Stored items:
◆ ◆ ◆ ◆
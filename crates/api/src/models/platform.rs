//! Per-website connections to external platforms.

use chrono::{DateTime, Utc};
use secrecy::SecretString;
use serde::{Deserialize, Serialize};
use sqlx::types::Json;

use contentforge_core::{Platform, PlatformConfigId, WebsiteId};

/// Stored platform connection. One per (website, platform).
///
/// The meaning of the fields depends on the platform:
///
/// | platform | `base_url` | `username` | `secret` |
/// |---|---|---|---|
/// | shopify | `*.myshopify.com` domain | - | Admin API access token |
/// | wordpress | site URL | WordPress user | application password |
/// | `search_console` | property URL | - | OAuth access token |
///
/// Implements `Debug` manually to redact the secret.
#[derive(Clone, sqlx::FromRow)]
pub struct PlatformConfig {
    pub id: PlatformConfigId,
    pub website_id: WebsiteId,
    pub platform: Platform,
    pub base_url: String,
    pub username: Option<String>,
    pub secret: Option<String>,
    pub settings: Json<serde_json::Value>,
    pub created_at: DateTime<Utc>,
    pub updated_at: DateTime<Utc>,
}

impl std::fmt::Debug for PlatformConfig {
    fn fmt(&self, f: &mut std::fmt::Formatter<'_>) -> std::fmt::Result {
        f.debug_struct("PlatformConfig")
            .field("id", &self.id)
            .field("website_id", &self.website_id)
            .field("platform", &self.platform)
            .field("base_url", &self.base_url)
            .field("username", &self.username)
            .field("secret", &self.secret.as_ref().map(|_| "[REDACTED]"))
            .finish_non_exhaustive()
    }
}

impl PlatformConfig {
    /// The stored secret, wrapped so it cannot be logged by accident.
    #[must_use]
    pub fn secret(&self) -> Option<SecretString> {
        self.secret.clone().map(SecretString::from)
    }

    /// Public view without the secret.
    #[must_use]
    pub fn view(&self) -> PlatformConfigView {
        PlatformConfigView {
            id: self.id,
            website_id: self.website_id,
            platform: self.platform,
            base_url: self.base_url.clone(),
            username: self.username.clone(),
            has_secret: self.secret.as_deref().is_some_and(|s| !s.is_empty()),
            settings: self.settings.0.clone(),
            created_at: self.created_at,
            updated_at: self.updated_at,
        }
    }
}

/// Platform connection as returned by the API.
#[derive(Debug, Clone, Serialize)]
pub struct PlatformConfigView {
    pub id: PlatformConfigId,
    pub website_id: WebsiteId,
    pub platform: Platform,
    pub base_url: String,
    pub username: Option<String>,
    pub has_secret: bool,
    pub settings: serde_json::Value,
    pub created_at: DateTime<Utc>,
    pub updated_at: DateTime<Utc>,
}

/// Body of an upsert.
///
/// Omitting `secret` on update keeps the stored one.
#[derive(Clone, Deserialize)]
pub struct PlatformConfigInput {
    pub base_url: String,
    pub username: Option<String>,
    pub secret: Option<String>,
    #[serde(default)]
    pub settings: Option<serde_json::Value>,
}

impl std::fmt::Debug for PlatformConfigInput {
    fn fmt(&self, f: &mut std::fmt::Formatter<'_>) -> std::fmt::Result {
        f.debug_struct("PlatformConfigInput")
            .field("base_url", &self.base_url)
            .field("username", &self.username)
            .field("secret", &self.secret.as_ref().map(|_| "[REDACTED]"))
            .finish_non_exhaustive()
    }
}
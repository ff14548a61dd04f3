//! Serper client against a mock API.

use contentforge_api::research::{SerperClient, SerperError};
use secrecy::SecretString;
use serde_json::json;
use wiremock::matchers::{body_json, header, method, path};
use wiremock::{Mock, MockServer, ResponseTemplate};

fn client(server: &MockServer) -> SerperClient {
    SerperClient::with_base_url(
        reqwest::Client::new(),
        SecretString::from("serper-test-key"),
        &server.uri(),
    )
}

#[tokio::test]
async fn test_search() {
    let server = MockServer::start().await;

    Mock::given(method("POST"))
        .and(path("/search"))
        .and(header("x-api-key", "serper-test-key"))
        .and(body_json(json!({"q": "pour over coffee", "num": 10})))
        .respond_with(ResponseTemplate::new(200).set_body_json(json!({
            "searchParameters": {"q": "pour over coffee"},
            "organic": [
                {"title": "Pour Over Guide", "link": "https://a.test/guide", "snippet": "Step by step", "position": 1},
                {"title": "Best Drippers", "link": "https://b.test/drippers", "position": 2}
            ],
            "peopleAlsoAsk": [
                {"question": "Is pour over stronger?", "snippet": "..."}
            ]
        })))
        .expect(1)
        .mount(&server)
        .await;

    let results = client(&server)
        .search("pour over coffee", 10)
        .await
        .expect("results");

    assert_eq!(results.organic.len(), 2);
    assert_eq!(results.organic[1].snippet, "");
    assert_eq!(results.people_also_ask, vec!["Is pour over stronger?".to_string()]);

    let prompt = results.to_prompt_text(1);
    assert!(prompt.contains("Pour Over Guide"));
    assert!(!prompt.contains("Best Drippers"));
    assert!(prompt.contains("Is pour over stronger?"));
}

#[tokio::test]
async fn test_num_is_clamped() {
    let server = MockServer::start().await;

    Mock::given(method("POST"))
        .and(path("/search"))
        .and(body_json(json!({"q": "mugs", "num": 100})))
        .respond_with(ResponseTemplate::new(200).set_body_json(json!({"organic": []})))
        .expect(1)
        .mount(&server)
        .await;

    let results = client(&server).search("mugs", 500).await.expect("results");
    assert!(results.organic.is_empty());
    assert!(results.people_also_ask.is_empty());
}

#[tokio::test]
async fn test_api_error() {
    let server = MockServer::start().await;

    Mock::given(method("POST"))
        .and(path("/search"))
        .respond_with(ResponseTemplate::new(403).set_body_string("Unauthorized."))
        .mount(&server)
        .await;

    let err = client(&server).search("mugs", 10).await.err();
    assert!(matches!(err, Some(SerperError::Api { status: 403, .. })));
}
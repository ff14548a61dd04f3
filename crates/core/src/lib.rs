//! Types shared by the ContentForge API server and CLI.
//!
//! Row identifiers, the account email type and the status enums that cross
//! the HTTP, database and job boundaries. With the `postgres` feature the
//! types also encode and decode through sqlx.

#![cfg_attr(not(test), forbid(unsafe_code))]

pub mod types;

pub use types::*;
◆ ◆ ◆ ◆
Every record above is to be copied exactly.

Response →
filename crates/api/src/models/platform.rs
//! Per-website connections to external platforms.

use chrono::{DateTime, Utc};
use secrecy::SecretString;
use serde::{Deserialize, Serialize};
use sqlx::types::Json;

use contentforge_core::{Platform, PlatformConfigId, WebsiteId};

/// Stored platform connection. One per (website, platform).
///
/// The meaning of the fields depends on the platform:
///
/// | platform | `base_url` | `username` | `secret` |
/// |---|---|---|---|
/// | shopify | `*.myshopify.com` domain | - | Admin API access token |
/// | wordpress | site URL | WordPress user | application password |
/// | `search_console` | property URL | - | OAuth access token |
///
/// Implements `Debug` manually to redact the secret.
#[derive(Clone, sqlx::FromRow)]
pub struct PlatformConfig {
    pub id: PlatformConfigId,
    pub website_id: WebsiteId,
    pub platform: Platform,
    pub base_url: String,
    pub username: Option<String>,
    pub secret: Option<String>,
    pub settings: Json<serde_json::Value>,
    pub created_at: DateTime<Utc>,
    pub updated_at: DateTime<Utc>,
}

impl std::fmt::Debug for PlatformConfig {
    fn fmt(&self, f: &mut std::fmt::Formatter<'_>) -> std::fmt::Result {
        f.debug_struct("PlatformConfig")
            .field("id", &self.id)
            .field("website_id", &self.website_id)
            .field("platform", &self.platform)
            .field("base_url", &self.base_url)
            .field("username", &self.username)
            .field("secret", &self.secret.as_ref().map(|_| "[REDACTED]"))
            .finish_non_exhaustive()
    }
}

impl PlatformConfig {
    /// The stored secret, wrapped so it cannot be logged by accident.
    #[must_use]
    pub fn secret(&self) -> Option<SecretString> {
        self.secret.clone().map(SecretString::from)
    }

    /// Public view without the secret.
    #[must_use]
    pub fn view(&self) -> PlatformConfigView {
        PlatformConfigView {
            id: self.id,
            website_id: self.website_id,
            platform: self.platform,
            base_url: self.base_url.clone(),
            username: self.username.clone(),
            has_secret: self.secret.as_deref().is_some_and(|s| !s.is_empty()),
            settings: self.settings.0.clone(),
            created_at: self.created_at,
            updated_at: self.updated_at,
        }
    }
}

/// Platform connection as returned by the API.
#[derive(Debug, Clone, Serialize)]
pub struct PlatformConfigView {
    pub id: PlatformConfigId,
    pub website_id: WebsiteId,
    pub platform: Platform,
    pub base_url: String,
    pub username: Option<String>,
    pub has_secret: bool,
    pub settings: serde_json::Value,
    pub created_at: DateTime<Utc>,
    pub updated_at: DateTime<Utc>,
}

/// Body of an upsert.
///
/// Omitting `secret` on update keeps the stored one.
#[derive(Clone, Deserialize)]
pub struct PlatformConfigInput {
    pub base_url: String,
    pub username: Option<String>,
    pub secret: Option<String>,
    #[serde(default)]
    pub settings: Option<serde_json::Value>,
}

impl std::fmt::Debug for PlatformConfigInput {
    fn fmt(&self, f: &mut std::fmt::Formatter<'_>) -> std::fmt::Result {
        f.debug_struct("PlatformConfigInput")
            .field("base_url", &self.base_url)
            .field("username", &self.username)
            .field("secret", &self.secret.as_ref().map(|_| "[REDACTED]"))
            .finish_non_exhaustive()
    }
}
repository ff14548a61dd04f3
//! Serper client against a mock API.

use contentforge_api::research::{SerperClient, SerperError};
use secrecy::SecretString;
use serde_json::json;
use wiremock::matchers::{body_json, header, method, path};
use wiremock::{Mock, MockServer, ResponseTemplate};

fn client(server: &MockServer) -> SerperClient {
    SerperClient::with_base_url(
        reqwest::Client::new(),
        SecretString::from("serper-test-key"),
        &server.uri(),
    )
}

#[tokio::test]
async fn test_search() {
    let server = MockServer::start().await;

    Mock::given(method("POST"))
        .and(path("/search"))
        .and(header("x-api-key", "serper-test-key"))
        .and(body_json(json!({"q": "pour over coffee", "num": 10})))
        .respond_with(ResponseTemplate::new(200).set_body_json(json!({
            "searchParameters": {"q": "pour over coffee"},
            "organic": [
                {"title": "Pour Over Guide", "link": "https://a.test/guide", "snippet": "Step by step", "position": 1},
                {"title": "Best Drippers", "link": "https://b.test/drippers", "position": 2}
            ],
            "peopleAlsoAsk": [
                {"question": "Is pour over stronger?", "snippet": "..."}
            ]
        })))
        .expect(1)
        .mount(&server)
        .await;

    let results = client(&server)
        .search("pour over coffee", 10)
        .await
        .expect("results");

    assert_eq!(results.organic.len(), 2);
    assert_eq!(results.organic[1].snippet, "");
    assert_eq!(results.people_also_ask, vec!["Is pour over stronger?".to_string()]);

    let prompt = results.to_prompt_text(1);
    assert!(prompt.contains("Pour Over Guide"));
    assert!(!prompt.contains("Best Drippers"));
    assert!(prompt.contains("Is pour over stronger?"));
}

#[tokio::test]
async fn test_num_is_clamped() {
    let server = MockServer::start().await;

    Mock::given(method("POST"))
        .and(path("/search"))
        .and(body_json(json!({"q": "mugs", "num": 100})))
        .respond_with(ResponseTemplate::new(200).set_body_json(json!({"organic": []})))
        .expect(1)
        .mount(&server)
        .await;

    let results = client(&server).search("mugs", 500).await.expect("results");
    assert!(results.organic.is_empty());
    assert!(results.people_also_ask.is_empty());
}

#[tokio::test]
async fn test_api_error() {
    let server = MockServer::start().await;

    Mock::given(method("POST"))
        .and(path("/search"))
        .respond_with(ResponseTemplate::new(403).set_body_string("Unauthorized."))
        .mount(&server)
        .await;

    let err = client(&server).search("mugs", 10).await.err();
    assert!(matches!(err, Some(SerperError::Api { status: 403, .. })));
}
repository ff14548a61dd04f3
filename crates/core/src/lib.rs
//! Types shared by the ContentForge API server and CLI.
//!
//! Row identifiers, the account email type and the status enums that cross
//! the HTTP, database and job boundaries. With the `postgres` feature the
//! types also encode and decode through sqlx.

#![cfg_attr(not(test), forbid(unsafe_code))]

pub mod types;

pub use types::*;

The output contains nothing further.